▶ [YOUR OBJECTIVE] If a line of the records holds the word "SchemaError", copy it out.

Dataset items:
-*-
//! The book library: authors, their books, and a small fixed dataset.

use crate::{
    errors::{CreateError, SchemaError},
    resolver::Resolver,
    schema::{EntityType, ID, Schema},
    value::Value,
};

/// The author entity type.
pub const AUTHOR: &str = "Author";
/// The book entity type.
pub const BOOK: &str = "Book";

/// The library schema.
///
/// - `Author { id, name, books }`, where `books` lists every book whose `author_id` is the
///   author's key.
/// - `Book { id, title, author_id, author }`, where `author` is the author whose key is the
///   book's `author_id`.
///
/// # Errors
///
/// Never in practice; the declarations are static.
#[inline]
pub fn schema() -> Result<Schema, SchemaError> {
    Schema::builder()
        .entity(
            EntityType::builder(AUTHOR)
                .text("name")
                .many("books", BOOK, ID, "author_id"),
        )
        .entity(
            EntityType::builder(BOOK)
                .text("title")
                .int("author_id")
                .one("author", AUTHOR, "author_id", ID),
        )
        .build()
}

/// Load the fixed dataset into a resolver over [`schema`].
///
/// # Errors
///
/// Returns an error if the resolver has a different schema or already holds one of the keys.
#[inline]
pub fn seed(resolver: &Resolver) -> Result<(), CreateError> {
    let authors = [(1, "George Orwell"), (2, "J.K. Rowling")];
    let books = [
        (1, "1984", 1),
        (2, "Animal Farm", 1),
        (3, "Harry Potter and the Philosopher's Stone", 2),
    ];

    for (id, name) in authors {
        drop(resolver.seed(AUTHOR, [("id", Value::Int(id)), ("name", name.into())])?);
    }
    for (id, title, author_id) in books {
        drop(resolver.seed(
            BOOK,
            [
                ("id", Value::Int(id)),
                ("title", title.into()),
                ("author_id", Value::Int(author_id)),
            ],
        )?);
    }
    Ok(())
}

#[cfg(test)]
mod tests {
    use super::*;
    use crate::selection::Selection;
    use serde_json::{json, to_value};

    /// A resolver holding the library dataset.
    fn resolver() -> Resolver {
        let resolver = Resolver::new(schema().expect("library schema is valid"));
        seed(&resolver).expect("library seed is valid");
        resolver
    }

    /// # Panics
    ///
    /// Panics if the dataset is not loaded as declared.
    #[test]
    fn seeded() {
        let resolver = resolver();
        assert_eq!(resolver.len(AUTHOR), Ok(2));
        assert_eq!(resolver.len(BOOK), Ok(3));

        let err = seed(&resolver).expect_err("keys are already in use");
        assert!(matches!(err, CreateError::Validation(_)));
        assert_eq!(resolver.len(AUTHOR), Ok(2));
    }

    /// # Panics
    ///
    /// Panics if relationships do not follow the keys.
    #[test]
    fn relationships() {
        let resolver = resolver();
        let selection = Selection::new()
            .field("name")
            .nested("books", Selection::new().field("title"));

        let orwell = resolver
            .resolve_by_key(AUTHOR, 1, &selection)
            .expect("valid selection")
            .expect("author 1 exists");
        assert_eq!(
            to_value(&orwell).expect("serializable"),
            json!({
                "name": "George Orwell",
                "books": [{ "title": "1984" }, { "title": "Animal Farm" }],
            })
        );

        let selection = Selection::new()
            .field("title")
            .nested("author", Selection::new().field("name"));
        let books = resolver
            .resolve_collection(BOOK, &selection)
            .expect("valid selection");
        assert_eq!(
            to_value(&books).expect("serializable"),
            json!([
                { "title": "1984", "author": { "name": "George Orwell" } },
                { "title": "Animal Farm", "author": { "name": "George Orwell" } },
                {
                    "title": "Harry Potter and the Philosopher's Stone",
                    "author": { "name": "J.K. Rowling" },
                },
            ])
        );
    }
}
//! Expression Parser
//!
//! Precedence climbing：先解析 primary，然后在循环中查 [`precedence`] 表，
//! 只要运算符的左结合力不低于当前门槛，就把它折叠进左操作数。

use super::precedence::{self, Operator};
use super::Parser;
use crate::ast::{Expr, ExprKind};
use crate::error::{ParseResult, SyntaxError};
use crate::lexer::TokenKind;

/// primary 位置可以出现的 token
const PRIMARY_START: &[&str] = &[
    "integer literal",
    "`true`",
    "`false`",
    "identifier",
    "`this`",
    "`new`",
    "`(`",
    "`!`",
];

impl Parser {
    /// 完整表达式
    pub(crate) fn parse_expr(&mut self) -> ParseResult<Expr> {
        self.parse_expr_bp(0)
    }

    /// 解析结合力不低于 `min_bp` 的表达式
    fn parse_expr_bp(&mut self, min_bp: u8) -> ParseResult<Expr> {
        let mut left = self.parse_primary()?;

        while let Some(op) = precedence::lookup(self.current_kind(), self.peek_kind(1)) {
            let bp = op.binding_power();
            if bp.left < min_bp {
                break;
            }
            let start = left.span.start;

            left = match op {
                Operator::Binary(bin_op) => {
                    self.advance();
                    let right = self.parse_expr_bp(bp.right)?;
                    ExprKind::Binary(Box::new(left), bin_op, Box::new(right))
                        .at(self.span_from(start))
                }
                Operator::Index => {
                    self.advance();
                    let index = self.parse_expr()?;
                    self.expect(TokenKind::RBracket)?;
                    ExprKind::ArrayIndex {
                        array: Box::new(left),
                        index: Box::new(index),
                    }
                    .at(self.span_from(start))
                }
                Operator::Length => {
                    self.advance(); // .
                    self.advance(); // length
                    ExprKind::ArrayLength(Box::new(left)).at(self.span_from(start))
                }
                Operator::Call => {
                    self.advance(); // .
                    let method = self.expect_ident()?;
                    let args = self.parse_call_args()?;
                    ExprKind::MethodCall {
                        receiver: Box::new(left),
                        method,
                        args,
                    }
                    .at(self.span_from(start))
                }
            };
        }

        Ok(left)
    }

    /// `( expr, expr, ... )`，允许为空
    fn parse_call_args(&mut self) -> ParseResult<Vec<Expr>> {
        self.expect(TokenKind::LParen)?;
        let args = self.parse_expr_list(TokenKind::RParen)?;
        self.expect(TokenKind::RParen)?;
        Ok(args)
    }

    /// 逗号分隔的表达式列表，遇到 `close` 时结束 (不消费 `close`)
    pub(crate) fn parse_expr_list(&mut self, close: TokenKind) -> ParseResult<Vec<Expr>> {
        let mut items = Vec::new();
        if self.check(close) {
            return Ok(items);
        }
        loop {
            items.push(self.parse_expr()?);
            if !self.eat(TokenKind::Comma) {
                break;
            }
        }
        Ok(items)
    }

    fn parse_primary(&mut self) -> ParseResult<Expr> {
        let start = self.current().span.start;

        let kind = match self.current_kind() {
            TokenKind::IntLiteral(value) => {
                self.advance();
                ExprKind::IntLiteral(value)
            }
            TokenKind::True => {
                self.advance();
                ExprKind::BoolLiteral(true)
            }
            TokenKind::False => {
                self.advance();
                ExprKind::BoolLiteral(false)
            }
            TokenKind::Ident => ExprKind::Identifier(self.advance().lexeme),
            TokenKind::This => {
                self.advance();
                ExprKind::This
            }
            // `!` 只作用于紧随其后的 primary
            TokenKind::Bang => {
                self.advance();
                let operand = self.parse_primary()?;
                ExprKind::Not(Box::new(operand))
            }
            TokenKind::LParen => {
                self.advance();
                let inner = self.parse_expr()?;
                self.expect(TokenKind::RParen)?;
                ExprKind::Paren(Box::new(inner))
            }
            TokenKind::New => {
                self.advance();
                self.parse_new()?
            }
            _ => return Err(SyntaxError::unexpected(self.current(), PRIMARY_START)),
        };

        Ok(kind.at(self.span_from(start)))
    }

    /// `new` 之后: `int [ expr ]` 或 `Name ( )`
    fn parse_new(&mut self) -> ParseResult<ExprKind> {
        match self.current_kind() {
            TokenKind::Int => {
                self.advance();
                self.expect(TokenKind::LBracket)?;
                let size = self.parse_expr()?;
                self.expect(TokenKind::RBracket)?;
                Ok(ExprKind::NewArray(Box::new(size)))
            }
            TokenKind::Ident => {
                let name = self.advance().lexeme;
                self.expect(TokenKind::LParen)?;
                self.expect(TokenKind::RParen)?;
                Ok(ExprKind::NewObject(name))
            }
            _ => Err(SyntaxError::unexpected(
                self.current(),
                &["`int`", "identifier"],
            )),
        }
    }
}

#[cfg(test)]
mod tests {
    use crate::ast::{BinaryOp, Expr, ExprKind};
    use crate::parser::parse_expression;

    fn expr(source: &str) -> Expr {
        let (expr, diagnostics) = parse_expression(source);
        assert!(diagnostics.is_empty(), "{}: {:?}", source, diagnostics);
        expr
    }

    /// 以 S 表达式形式展示树结构，便于断言
    fn sexp(expr: &Expr) -> String {
        match &expr.kind {
            ExprKind::IntLiteral(n) => n.to_string(),
            ExprKind::BoolLiteral(b) => b.to_string(),
            ExprKind::Identifier(name) => name.clone(),
            ExprKind::This => "this".to_string(),
            ExprKind::NewArray(size) => format!("(new-array {})", sexp(size)),
            ExprKind::NewObject(name) => format!("(new {})", name),
            ExprKind::ArrayIndex { array, index } => {
                format!("(index {} {})", sexp(array), sexp(index))
            }
            ExprKind::ArrayLength(array) => format!("(length {})", sexp(array)),
            ExprKind::MethodCall {
                receiver,
                method,
                args,
            } => {
                let mut out = format!("(call {} {}", sexp(receiver), method);
                for arg in args {
                    out.push(' ');
                    out.push_str(&sexp(arg));
                }
                out.push(')');
                out
            }
            ExprKind::Not(inner) => format!("(! {})", sexp(inner)),
            ExprKind::Binary(left, op, right) => {
                format!("({} {} {})", op.symbol(), sexp(left), sexp(right))
            }
            ExprKind::Paren(inner) => format!("[{}]", sexp(inner)),
            ExprKind::Error => "<error>".to_string(),
        }
    }

    #[test]
    fn test_times_binds_tighter_than_plus() {
        let e = expr("1 + 2 * 3");
        match &e.kind {
            ExprKind::Binary(left, BinaryOp::Plus, right) => {
                assert_eq!(left.kind, ExprKind::IntLiteral(1));
                assert!(matches!(right.kind, ExprKind::Binary(_, BinaryOp::Times, _)));
            }
            other => panic!("expected Plus at the root, got {:?}", other),
        }
        assert_eq!(sexp(&expr("1 * 2 + 3")), "(+ (* 1 2) 3)");
    }

    #[test]
    fn test_minus_is_left_associative() {
        assert_eq!(sexp(&expr("10 - 3 - 2")), "(- (- 10 3) 2)");
        assert_eq!(sexp(&expr("1 + 2 - 3 + 4")), "(+ (- (+ 1 2) 3) 4)");
    }

    #[test]
    fn test_precedence_ladder() {
        assert_eq!(
            sexp(&expr("a && b < c + d * e[0]")),
            "(&& a (< b (+ c (* d (index e 0)))))"
        );
        assert_eq!(sexp(&expr("a < b && c < d")), "(&& (< a b) (< c d))");
    }

    #[test]
    fn test_less_than_does_not_chain_specially() {
        assert_eq!(sexp(&expr("a < b < c")), "(< (< a b) c)");
    }

    #[test]
    fn test_postfix_chaining() {
        assert_eq!(sexp(&expr("a[1].length")), "(length (index a 1))");
        assert_eq!(sexp(&expr("a.m(1,2).length")), "(length (call a m 1 2))");
        assert_eq!(
            sexp(&expr("new A().b().c(x)[0]")),
            "(index (call (call (new A) b) c x) 0)"
        );
    }

    #[test]
    fn test_method_call_arguments_are_full_expressions() {
        assert_eq!(
            sexp(&expr("this.f(a + 1, b && c, x.g())")),
            "(call this f (+ a 1) (&& b c) (call x g))"
        );
    }

    #[test]
    fn test_empty_argument_list() {
        assert_eq!(sexp(&expr("x.run()")), "(call x run)");
    }

    #[test]
    fn test_not_binds_to_the_nearest_primary() {
        assert_eq!(sexp(&expr("!a && b")), "(&& (! a) b)");
        assert_eq!(sexp(&expr("!!a")), "(! (! a))");
        assert_eq!(sexp(&expr("!(a && b)")), "(! [(&& a b)])");
        // 后缀形式作用在 `!a` 整体之上
        assert_eq!(sexp(&expr("!a.m()")), "(call (! a) m)");
    }

    #[test]
    fn test_parentheses_are_kept() {
        assert_eq!(sexp(&expr("(1 + 2) * 3")), "(* [(+ 1 2)] 3)");
    }

    #[test]
    fn test_new_forms() {
        assert_eq!(sexp(&expr("new int[n + 1]")), "(new-array (+ n 1))");
        assert_eq!(sexp(&expr("new Tree()")), "(new Tree)");
        assert_eq!(sexp(&expr("new int[3].length")), "(length (new-array 3))");
    }

    #[test]
    fn test_spans_cover_the_whole_expression() {
        let e = expr("a + bb * 3");
        assert_eq!(e.span, 0..10);
        if let ExprKind::Binary(_, _, right) = &e.kind {
            assert_eq!(right.span, 4..10);
        }
        assert_eq!(expr("  x.length").span, 2..10);
    }

    #[test]
    fn test_unary_minus_is_not_an_expression() {
        let (e, diagnostics) = parse_expression("-1");
        assert_eq!(e.kind, ExprKind::Error);
        assert_eq!(diagnostics.len(), 2);
        assert_eq!(diagnostics[0].found.as_deref(), Some("`-`"));
        assert!(diagnostics[0].expected.contains(&"integer literal".to_string()));
    }

    #[test]
    fn test_missing_operand() {
        let (_, diagnostics) = parse_expression("1 +");
        assert_eq!(diagnostics.len(), 1);
        assert_eq!(diagnostics[0].found.as_deref(), Some("end of input"));
    }

    #[test]
    fn test_dot_requires_method_name() {
        let (_, diagnostics) = parse_expression("a.1");
        assert_eq!(diagnostics[0].expected, vec!["identifier".to_string()]);
    }

    #[test]
    fn test_new_requires_int_or_class() {
        let (_, diagnostics) = parse_expression("new boolean[1]");
        assert_eq!(
            diagnostics[0].expected,
            vec!["`int`".to_string(), "identifier".to_string()]
        );
    }
}
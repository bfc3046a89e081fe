//! MiniJava Syntax
//!
//! 前端：词法分析、优先级爬升表达式解析、语句与声明解析、错误恢复，
//! 以及规范格式打印。
//!
//! ```rust
//! use minijava_syntax::{parse, print_program};
//!
//! let source = "class Main { public static void main(String[] a) { System.out.println(1 + 2 * 3); } }";
//! let output = parse(source);
//! assert!(output.diagnostics.is_empty());
//! assert!(print_program(&output.program).contains("1 + 2 * 3"));
//! ```

pub mod ast;
pub mod error;
pub mod lexer;
pub mod parser;
pub mod printer;

pub use error::{LexicalError, ParseResult, SyntaxError};
pub use lexer::{tokenize, Lexer, Token, TokenCategory, TokenKind};
pub use parser::{parse, parse_expression, parse_statement, ParseOutput};
pub use printer::{print_expr, print_program, print_stmt};
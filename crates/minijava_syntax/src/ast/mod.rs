pub mod expr;
pub mod stmt;
pub mod types;
pub mod visitor;

// 重新导出核心类型，方便外部直接使用 minijava_syntax::ast::Expr 等
pub use expr::{BinaryOp, Expr, ExprKind, Span};
pub use stmt::{ClassDecl, MainClass, MethodDecl, MethodResult, Param, Recur, Stmt, VarDecl};
pub use types::Type;
pub use visitor::{Visitor, VisitorMut};

// 整个编译单元: 一个主类，随后零个或多个普通类
#[derive(Debug, Clone, PartialEq, Eq)]
pub struct Program {
    pub span: Span,
    pub main: MainClass,
    pub classes: Vec<ClassDecl>,
}

impl Program {
    /// 忽略位置信息比较两棵树
    pub fn structurally_eq(&self, other: &Program) -> bool {
        self.without_spans() == other.without_spans()
    }

    /// 所有 span 清零后的副本
    pub fn without_spans(&self) -> Program {
        let mut program = self.clone();
        SpanEraser.visit_program_mut(&mut program);
        program
    }
}

struct SpanEraser;

impl VisitorMut for SpanEraser {
    fn visit_program_mut(&mut self, program: &mut Program) {
        program.span = 0..0;
        program.main.span = 0..0;
        visitor::walk_program_mut(self, program);
    }

    fn visit_class_mut(&mut self, class: &mut ClassDecl) {
        class.span = 0..0;
        visitor::walk_class_mut(self, class);
    }

    fn visit_method_mut(&mut self, method: &mut MethodDecl) {
        method.span = 0..0;
        if let MethodResult::Return { span, .. } = &mut method.result {
            *span = 0..0;
        }
        visitor::walk_method_mut(self, method);
    }

    fn visit_var_decl_mut(&mut self, decl: &mut VarDecl) {
        decl.span = 0..0;
    }

    fn visit_param_mut(&mut self, param: &mut Param) {
        param.span = 0..0;
    }

    fn visit_stmt_mut(&mut self, stmt: &mut Stmt) {
        match stmt {
            Stmt::Block { span, .. }
            | Stmt::If { span, .. }
            | Stmt::While { span, .. }
            | Stmt::Print { span, .. }
            | Stmt::Assign { span, .. }
            | Stmt::ArrayAssign { span, .. }
            | Stmt::Error { span } => *span = 0..0,
            // recur 的 span 由 visit_recur_mut 处理
            Stmt::Recur(_) => {}
        }
        visitor::walk_stmt_mut(self, stmt);
    }

    fn visit_recur_mut(&mut self, recur: &mut Recur) {
        recur.span = 0..0;
        visitor::walk_recur_mut(self, recur);
    }

    fn visit_expr_mut(&mut self, expr: &mut Expr) {
        expr.span = 0..0;
        visitor::walk_expr_mut(self, expr);
    }
}
//! Precedence Table
//!
//! 二元运算符与后缀形式的结合力。数值越大结合越紧；
//! 所有层级都是左结合 (`right == left + 1`)。
//!
//! | 层级 | 形式 |
//! |------|------|
//! | 10 | `&&` |
//! | 20 | `<` |
//! | 30 | `+` `-` |
//! | 40 | `*` |
//! | 50 | `e[i]` |
//! | 60 | `e.length` |
//! | 70 | `e.m(args)` |

use crate::ast::BinaryOp;
use crate::lexer::TokenKind;

/// 左右结合力
#[derive(Debug, Clone, Copy, PartialEq, Eq)]
pub struct BindingPower {
    pub left: u8,
    pub right: u8,
}

impl BindingPower {
    pub const fn left_assoc(precedence: u8) -> Self {
        Self {
            left: precedence,
            right: precedence + 1,
        }
    }
}

/// climbing 循环中可以折叠到左操作数上的运算
#[derive(Debug, Clone, Copy, PartialEq, Eq)]
pub enum Operator {
    Binary(BinaryOp),
    Index,
    Length,
    Call,
}

impl Operator {
    pub fn binding_power(&self) -> BindingPower {
        match self {
            Operator::Binary(op) => BindingPower::left_assoc(binary_precedence(*op)),
            Operator::Index => BindingPower::left_assoc(50),
            Operator::Length => BindingPower::left_assoc(60),
            Operator::Call => BindingPower::left_assoc(70),
        }
    }
}

pub fn binary_precedence(op: BinaryOp) -> u8 {
    match op {
        BinaryOp::And => 10,
        BinaryOp::LessThan => 20,
        BinaryOp::Plus | BinaryOp::Minus => 30,
        BinaryOp::Times => 40,
    }
}

/// 查表：当前 token (以及 `.` 之后的一个 token) 是否构成运算符
///
/// 返回 `None` 表示表达式到此结束。
pub fn lookup(current: TokenKind, next: TokenKind) -> Option<Operator> {
    let op = match current {
        TokenKind::AndAnd => Operator::Binary(BinaryOp::And),
        TokenKind::Lt => Operator::Binary(BinaryOp::LessThan),
        TokenKind::Plus => Operator::Binary(BinaryOp::Plus),
        TokenKind::Minus => Operator::Binary(BinaryOp::Minus),
        TokenKind::Star => Operator::Binary(BinaryOp::Times),
        TokenKind::LBracket => Operator::Index,
        TokenKind::Dot if next == TokenKind::Length => Operator::Length,
        // `.` 后面不是 length 时按方法调用处理，缺失的方法名由调用解析报告
        TokenKind::Dot => Operator::Call,
        _ => return None,
    };
    Some(op)
}

/// 后缀形式 (下标、长度、调用) 的最低结合力
pub const POSTFIX_PRECEDENCE: u8 = 50;
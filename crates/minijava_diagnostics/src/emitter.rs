//! Emitter - 诊断输出器
//!
//! 负责将诊断信息格式化输出：紧凑格式 (带或不带颜色)，
//! 或者在源码可用时通过 ariadne 输出带源码片段的报告。

use crate::diagnostic::Diagnostic;
use ariadne::{Color, Config, Label, Report, ReportKind, Source};
use colored::*;
use std::io::{self, Write};

/// 诊断输出器
pub struct Emitter {
    /// 是否使用颜色
    use_colors: bool,
}

impl Default for Emitter {
    fn default() -> Self {
        Self::new()
    }
}

impl Emitter {
    /// 创建新的输出器
    pub fn new() -> Self {
        Self { use_colors: true }
    }

    /// 创建无颜色的输出器
    pub fn without_colors() -> Self {
        Self { use_colors: false }
    }

    /// 输出单个诊断到 stderr
    pub fn emit(&self, diagnostic: &Diagnostic) -> io::Result<()> {
        self.emit_to(diagnostic, &mut io::stderr().lock())
    }

    /// 输出所有诊断到 stderr
    pub fn emit_all(&self, diagnostics: &[Diagnostic]) -> io::Result<()> {
        let mut err = io::stderr().lock();
        for diagnostic in diagnostics {
            self.emit_to(diagnostic, &mut err)?;
            writeln!(err)?; // 诊断之间空行
        }
        Ok(())
    }

    /// 输出紧凑格式的诊断
    pub fn emit_to<W: Write>(&self, diagnostic: &Diagnostic, out: &mut W) -> io::Result<()> {
        if self.use_colors {
            self.emit_colored(diagnostic, out)
        } else {
            self.emit_plain(diagnostic, out)
        }
    }

    /// 输出带颜色的诊断
    fn emit_colored<W: Write>(&self, diagnostic: &Diagnostic, out: &mut W) -> io::Result<()> {
        writeln!(
            out,
            "{}: {}",
            diagnostic.kind.colored_header(),
            diagnostic.message.bold()
        )?;
        writeln!(out, "  {} {}", "-->".blue().bold(), diagnostic.position)?;

        if let Some(summary) = diagnostic.expected_summary() {
            let found = diagnostic.found.as_deref().unwrap_or("nothing");
            writeln!(
                out,
                "  {} {}",
                "=".blue().bold(),
                format!("{}, found {}", summary, found).bright_black()
            )?;
        }

        for note in &diagnostic.notes {
            writeln!(
                out,
                "  {} {}",
                "=".blue().bold(),
                format!("note: {}", note).bright_black()
            )?;
        }
        Ok(())
    }

    /// 输出纯文本诊断
    fn emit_plain<W: Write>(&self, diagnostic: &Diagnostic, out: &mut W) -> io::Result<()> {
        writeln!(out, "error[{}]: {}", diagnostic.kind, diagnostic.message)?;
        writeln!(out, "  --> {}", diagnostic.position)?;

        if let Some(summary) = diagnostic.expected_summary() {
            let found = diagnostic.found.as_deref().unwrap_or("nothing");
            writeln!(out, "  = {}, found {}", summary, found)?;
        }

        for note in &diagnostic.notes {
            writeln!(out, "  = note: {}", note)?;
        }
        Ok(())
    }

    /// 输出带源码片段的诊断 (ariadne)
    pub fn emit_with_source<W: Write>(
        &self,
        diagnostic: &Diagnostic,
        file_name: &str,
        source: &str,
        out: &mut W,
    ) -> io::Result<()> {
        let label_message = match (diagnostic.expected_summary(), &diagnostic.found) {
            (Some(summary), Some(found)) => format!("{}, found {}", summary, found),
            (Some(summary), None) => summary,
            (None, _) => diagnostic.message.clone(),
        };

        let mut report = Report::build(ReportKind::Error, file_name, diagnostic.span.start)
            .with_config(Config::default().with_color(self.use_colors))
            .with_code(diagnostic.kind.name())
            .with_message(&diagnostic.message)
            .with_label(
                Label::new((file_name, diagnostic.span.clone()))
                    .with_message(label_message)
                    .with_color(Color::Red),
            );

        for note in &diagnostic.notes {
            report = report.with_note(note);
        }

        report
            .finish()
            .write((file_name, Source::from(source)), out)
    }
}

#[cfg(test)]
mod tests {
    use super::*;
    use crate::span::Position;

    fn sample() -> Diagnostic {
        Diagnostic::syntax("unexpected token")
            .span(10..11)
            .at(Position::new(2, 5, 10))
            .expected(["`;`"])
            .found("identifier `y`")
            .with_note("statements end with `;`")
    }

    #[test]
    fn test_emitter_creation() {
        let emitter = Emitter::new();
        assert!(emitter.use_colors);

        let emitter_no_color = Emitter::without_colors();
        assert!(!emitter_no_color.use_colors);
    }

    #[test]
    fn test_emit_plain() {
        let mut out = Vec::new();
        Emitter::without_colors()
            .emit_to(&sample(), &mut out)
            .unwrap();
        let text = String::from_utf8(out).unwrap();

        assert_eq!(
            text,
            "error[syntax]: unexpected token\n  --> 2:5\n  = expected `;`, found identifier `y`\n  = note: statements end with `;`\n"
        );
    }

    #[test]
    fn test_emit_with_source_mentions_file_and_message() {
        let source = "x = 1\ny = 2;\n";
        let diag = Diagnostic::syntax("unexpected token")
            .span(6..7)
            .at(Position::new(2, 1, 6))
            .expected(["`;`"])
            .found("identifier `y`");

        let mut out = Vec::new();
        Emitter::without_colors()
            .emit_with_source(&diag, "Main.java", source, &mut out)
            .unwrap();
        let text = String::from_utf8(out).unwrap();

        assert!(text.contains("unexpected token"));
        assert!(text.contains("Main.java"));
        assert!(text.contains("expected `;`, found identifier `y`"));
    }
}
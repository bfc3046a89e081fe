//! Frontend Error Types
//!
//! 词法错误与语法错误。两者都可恢复：解析器记录诊断后继续，
//! 最终统一转换为 [`Diagnostic`] 交给调用方。

use crate::lexer::Token;
use minijava_diagnostics::{Diagnostic, Position, Span};
use thiserror::Error;

/// 词法错误
#[derive(Debug, Clone, PartialEq, Eq, Error)]
pub enum LexicalError {
    /// 无法识别的字符 (跳过后继续)
    #[error("unrecognized character `{ch}`")]
    UnrecognizedCharacter {
        ch: char,
        span: Span,
        position: Position,
    },

    /// 超出 32 位范围的整数字面量 (替换为 0 后继续)
    #[error("integer literal `{literal}` does not fit in 32 bits")]
    IntegerOutOfRange {
        literal: String,
        span: Span,
        position: Position,
    },

    /// 未闭合的块注释 (吞掉剩余输入)
    #[error("unterminated block comment")]
    UnterminatedComment { span: Span, position: Position },
}

impl LexicalError {
    /// 获取错误发生的位置
    pub fn span(&self) -> &Span {
        match self {
            Self::UnrecognizedCharacter { span, .. }
            | Self::IntegerOutOfRange { span, .. }
            | Self::UnterminatedComment { span, .. } => span,
        }
    }

    /// 获取行列坐标
    pub fn position(&self) -> Position {
        match self {
            Self::UnrecognizedCharacter { position, .. }
            | Self::IntegerOutOfRange { position, .. }
            | Self::UnterminatedComment { position, .. } => *position,
        }
    }

    /// 转换为诊断
    pub fn to_diagnostic(&self) -> Diagnostic {
        let diagnostic = Diagnostic::lexical(self.to_string())
            .span(self.span().clone())
            .at(self.position());

        match self {
            Self::UnrecognizedCharacter { .. } => {
                diagnostic.with_note("the character was skipped")
            }
            Self::IntegerOutOfRange { .. } => {
                diagnostic.with_note("integer literals range from 0 to 2147483647")
            }
            Self::UnterminatedComment { .. } => {
                diagnostic.with_note("block comments are closed with `*/`")
            }
        }
    }
}

/// 语法错误
///
/// `expected` 为空表示无法用一组 token 描述期望 (例如声明顺序错误)。
#[derive(Debug, Clone, PartialEq, Eq, Error)]
#[error("{message}")]
pub struct SyntaxError {
    pub message: String,
    /// 实际遇到的 token 描述
    pub found: String,
    /// 该处可以接受的 token 描述
    pub expected: Vec<String>,
    pub span: Span,
    pub position: Position,
    pub note: Option<String>,
}

impl SyntaxError {
    /// 在 `at` 处遇到意外 token
    pub fn unexpected(at: &Token, expected: &[&str]) -> Self {
        Self {
            message: format!("unexpected {}", at.describe()),
            found: at.describe(),
            expected: expected.iter().map(|e| e.to_string()).collect(),
            span: at.span.clone(),
            position: at.position,
            note: None,
        }
    }

    /// 自定义消息的语法错误
    pub fn custom(message: impl Into<String>, at: &Token) -> Self {
        Self {
            message: message.into(),
            found: at.describe(),
            expected: Vec::new(),
            span: at.span.clone(),
            position: at.position,
            note: None,
        }
    }

    /// 针对整段语法结构 (而非单个 token) 的错误
    pub fn spanning(message: impl Into<String>, span: Span, position: Position) -> Self {
        Self {
            message: message.into(),
            found: String::new(),
            expected: Vec::new(),
            span,
            position,
            note: None,
        }
    }

    /// 覆盖位置 (用于报告一个比当前 token 更大的结构)
    pub fn with_span(mut self, span: Span) -> Self {
        self.span = span;
        self
    }

    pub fn with_note(mut self, note: impl Into<String>) -> Self {
        self.note = Some(note.into());
        self
    }

    /// 转换为诊断
    pub fn to_diagnostic(&self) -> Diagnostic {
        let mut diagnostic = Diagnostic::syntax(self.message.clone())
            .span(self.span.clone())
            .at(self.position)
            .expected(self.expected.iter().cloned());
        if !self.found.is_empty() {
            diagnostic = diagnostic.found(self.found.clone());
        }
        if let Some(note) = &self.note {
            diagnostic = diagnostic.with_note(note.clone());
        }
        diagnostic
    }
}

/// 解析结果类型
pub type ParseResult<T> = Result<T, SyntaxError>;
-*-
▶ [WRITTEN RESPONSE]
    errors::{CreateError, SchemaError},
pub fn schema() -> Result<Schema, SchemaError> {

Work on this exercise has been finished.